Similarly, use of DEM applications go back well over a decade. Some of the earliest examples of the use of DEM for design purposes in pharmaceutical applications focused on the design of powder blenders, including the V-blender, the double cone, and the bin blender. Since then, many other examples have followed, focusing on hoppers, tablet coating, and tableting, for example.
An additional modeling tool is the use of response-surface models, which are typically developed using data from designed experiments and subsequently used to select process optima and to design control algorithms. While the data-driven models used in this application are largely empirical and do not require a mechanistic understanding of the processes to which they are applied, they are invaluable as tools to aid understanding of the relative importance of process and formulation variables and thus help narrow down the scope of work required to advance process understanding.

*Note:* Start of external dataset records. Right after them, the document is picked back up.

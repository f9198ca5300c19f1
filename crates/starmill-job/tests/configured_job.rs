use starmill_job::{build_link, JobOrchestrator, JobPhase};
use starmill_settings::{JobConfig, LinkType};
use std::io::Write;
use tempfile::NamedTempFile;

fn write_config(text: &str) -> NamedTempFile {
    let mut file = tempfile::Builder::new()
        .suffix(".toml")
        .tempfile()
        .unwrap();
    file.write_all(text.as_bytes()).unwrap();
    file
}

const FAST_SIMULATED: &str = r#"
[connection]
link = "simulated"
port = "sim0"

[timeouts]
batch_ms = 5000
settle_ms = 1

[simulator]
latency_ms = 1
"#;

#[test]
fn test_job_from_config_file() {
    let file = write_config(&format!(
        "{FAST_SIMULATED}\n[material]\npasses = 3\nthickness = 6.0\n\n[star]\npoints = 5\n"
    ));
    let config = JobConfig::load(file.path()).unwrap();
    assert_eq!(config.connection.link, LinkType::Simulated);

    let job = JobOrchestrator::new(config).unwrap();
    let report = job.run(build_link(job.config())).unwrap();

    let depths: Vec<f64> = report.passes.iter().map(|p| p.depth).collect();
    assert_eq!(depths, vec![4.0, 2.0, 0.0]);
    assert_eq!(report.calibration_command, "G10 L20 P0 X220 Y205 Z106.168");
}

#[test]
fn test_probe_offset_and_origin_from_config() {
    let file = write_config(&format!(
        "{FAST_SIMULATED}\nprobe_z = -98.5\n\n[calibration]\nprobe_offset = 1.5\norigin_x = 10.0\norigin_y = 12.5\n"
    ));
    let job = JobOrchestrator::new(JobConfig::load(file.path()).unwrap()).unwrap();
    let report = job.run(build_link(job.config())).unwrap();

    assert_eq!(report.measured_z, -98.5);
    assert_eq!(report.calibration_command, "G10 L20 P0 X10 Y12.5 Z100.000");
}

#[test]
fn test_simulated_no_contact_from_config() {
    let file = write_config(&format!("{FAST_SIMULATED}\nprobe_triggers = false\n"));
    let job = JobOrchestrator::new(JobConfig::load(file.path()).unwrap()).unwrap();

    let err = job.run(build_link(job.config())).unwrap_err();
    assert_eq!(err.phase, JobPhase::Probe);
}

#[test]
fn test_invalid_config_rejected_at_load() {
    let file = write_config(&format!("{FAST_SIMULATED}\n[material]\npasses = 0\n"));
    assert!(JobConfig::load(file.path()).is_err());
}
//! Job error types

use serde::Serialize;
use starmill_core::Error;
use std::fmt;
use thiserror::Error;

/// Job stage a failure is attributed to
#[derive(Debug, Clone, Copy, PartialEq, Eq, Hash, Serialize)]
#[serde(rename_all = "lowercase")]
pub enum JobPhase {
    Connect,
    Home,
    Probe,
    Calibrate,
    Cut,
    Shutdown,
}

impl fmt::Display for JobPhase {
    fn fmt(&self, f: &mut fmt::Formatter<'_>) -> fmt::Result {
        let name = match self {
            Self::Connect => "connect",
            Self::Home => "home",
            Self::Probe => "probe",
            Self::Calibrate => "calibrate",
            Self::Cut => "cut",
            Self::Shutdown => "shutdown",
        };
        f.write_str(name)
    }
}

/// A failed job run.
#[derive(Error, Debug)]
#[error("{phase} phase failed: {source}")]
pub struct JobError {
    /// The phase that failed.
    pub phase: JobPhase,
    /// The underlying failure.
    #[source]
    pub source: Error,
}

impl JobError {
    pub fn new(phase: JobPhase, source: impl Into<Error>) -> Self {
        Self {
            phase,
            source: source.into(),
        }
    }

    /// Adapter for `map_err`
    pub fn at<E: Into<Error>>(phase: JobPhase) -> impl FnOnce(E) -> Self {
        move |source| Self::new(phase, source)
    }

    pub fn phase(&self) -> JobPhase {
        self.phase
    }

    pub fn is_timeout(&self) -> bool {
        self.source.is_timeout()
    }

    pub fn is_probe_error(&self) -> bool {
        self.source.is_probe_error()
    }
}

/// Result type for job runs
pub type JobResult<T> = std::result::Result<T, JobError>;
//! Machine commands and command batches

use serde::{Deserialize, Serialize};
use std::fmt;
use std::sync::Arc;

/// A single line of machine instruction text.
///
/// Immutable once constructed; cloning shares the underlying text.
#[derive(Debug, Clone, PartialEq, Eq, Hash, Serialize, Deserialize)]
#[serde(into = "String", from = "String")]
pub struct Command(Arc<str>);

impl Command {
    /// Create a new command from a line of text
    pub fn new(text: impl AsRef<str>) -> Self {
        Self(Arc::from(text.as_ref().trim()))
    }

    /// The command text
    pub fn as_str(&self) -> &str {
        &self.0
    }
}

impl fmt::Display for Command {
    fn fmt(&self, f: &mut fmt::Formatter<'_>) -> fmt::Result {
        f.write_str(&self.0)
    }
}

impl From<&str> for Command {
    fn from(text: &str) -> Self {
        Self::new(text)
    }
}

impl From<String> for Command {
    fn from(text: String) -> Self {
        Self::new(text)
    }
}

impl From<Command> for String {
    fn from(command: Command) -> Self {
        command.0.to_string()
    }
}

/// An ordered group of commands, acknowledged once as a unit.
#[derive(Debug, Clone, Default, PartialEq, Eq, Serialize, Deserialize)]
pub struct CommandBatch {
    label: String,
    commands: Vec<Command>,
}

impl CommandBatch {
    /// Create an empty batch with a label used in logs
    pub fn new(label: impl Into<String>) -> Self {
        Self {
            label: label.into(),
            commands: Vec::new(),
        }
    }

    /// Create a batch from an ordered list of command lines
    pub fn from_lines<I, S>(label: impl Into<String>, lines: I) -> Self
    where
        I: IntoIterator<Item = S>,
        S: AsRef<str>,
    {
        Self {
            label: label.into(),
            commands: lines.into_iter().map(Command::new).collect(),
        }
    }

    /// Append a command, preserving order
    pub fn push(&mut self, command: impl Into<Command>) {
        self.commands.push(command.into());
    }

    /// Builder-style append
    pub fn with(mut self, command: impl Into<Command>) -> Self {
        self.push(command);
        self
    }

    /// Label used in logs
    pub fn label(&self) -> &str {
        &self.label
    }

    /// Commands in submission order
    pub fn commands(&self) -> &[Command] {
        &self.commands
    }

    /// Number of commands
    pub fn len(&self) -> usize {
        self.commands.len()
    }

    /// Whether the batch has no commands
    pub fn is_empty(&self) -> bool {
        self.commands.is_empty()
    }

    /// Iterate over command text in order
    pub fn lines(&self) -> impl Iterator<Item = &str> {
        self.commands.iter().map(Command::as_str)
    }
}

impl<'a> IntoIterator for &'a CommandBatch {
    type Item = &'a Command;
    type IntoIter = std::slice::Iter<'a, Command>;

    fn into_iter(self) -> Self::IntoIter {
        self.commands.iter()
    }
}

#[cfg(test)]
mod tests {
    use super::*;

    #[test]
    fn test_batch_preserves_order() {
        let batch = CommandBatch::from_lines("shutdown", ["M5", "$H", "M30"]);
        assert_eq!(batch.lines().collect::<Vec<_>>(), vec!["M5", "$H", "M30"]);
        assert_eq!(batch.label(), "shutdown");
        assert_eq!(batch.len(), 3);
    }

    #[test]
    fn test_command_trims_line_endings() {
        let command = Command::new("G0 Z-5\r\n");
        assert_eq!(command.as_str(), "G0 Z-5");
        assert_eq!(command.to_string().len(), 6);
    }

    #[test]
    fn test_batch_serializes_commands_as_text() {
        let batch = CommandBatch::from_lines("retract", ["G0 Z-5", "G0 X-5"]);
        let json = serde_json::to_value(&batch).unwrap();
        assert_eq!(json["commands"], serde_json::json!(["G0 Z-5", "G0 X-5"]));

        let back: CommandBatch = serde_json::from_value(json).unwrap();
        assert_eq!(back, batch);
    }

    #[test]
    fn test_builder_append() {
        let batch = CommandBatch::new("plunge").with("G1 Z2.721 F355.600");
        assert_eq!(batch.commands()[0].as_str(), "G1 Z2.721 F355.600");
        assert!(!batch.is_empty());
    }
}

These tools are increasingly becoming common components of the pharmaceutical process-design toolbox. They have spread from academia to the largest pharmaceutical companies, many of which have formed process-modeling groups in which researchers are using these tools to design and optimize processes in silico prior to expensive equipment acquisition or to reduce the complexity of designed experiments.
To date, efforts have been piecemeal and typically have focused on individual process components. The emergence of continuous manufacturing as a central focus of attention, however, is now motivating the need to develop modeling frameworks capable of simulating all process components simultaneously, using a variety of tools suited for each specific process. The flowsheet framework meets this need.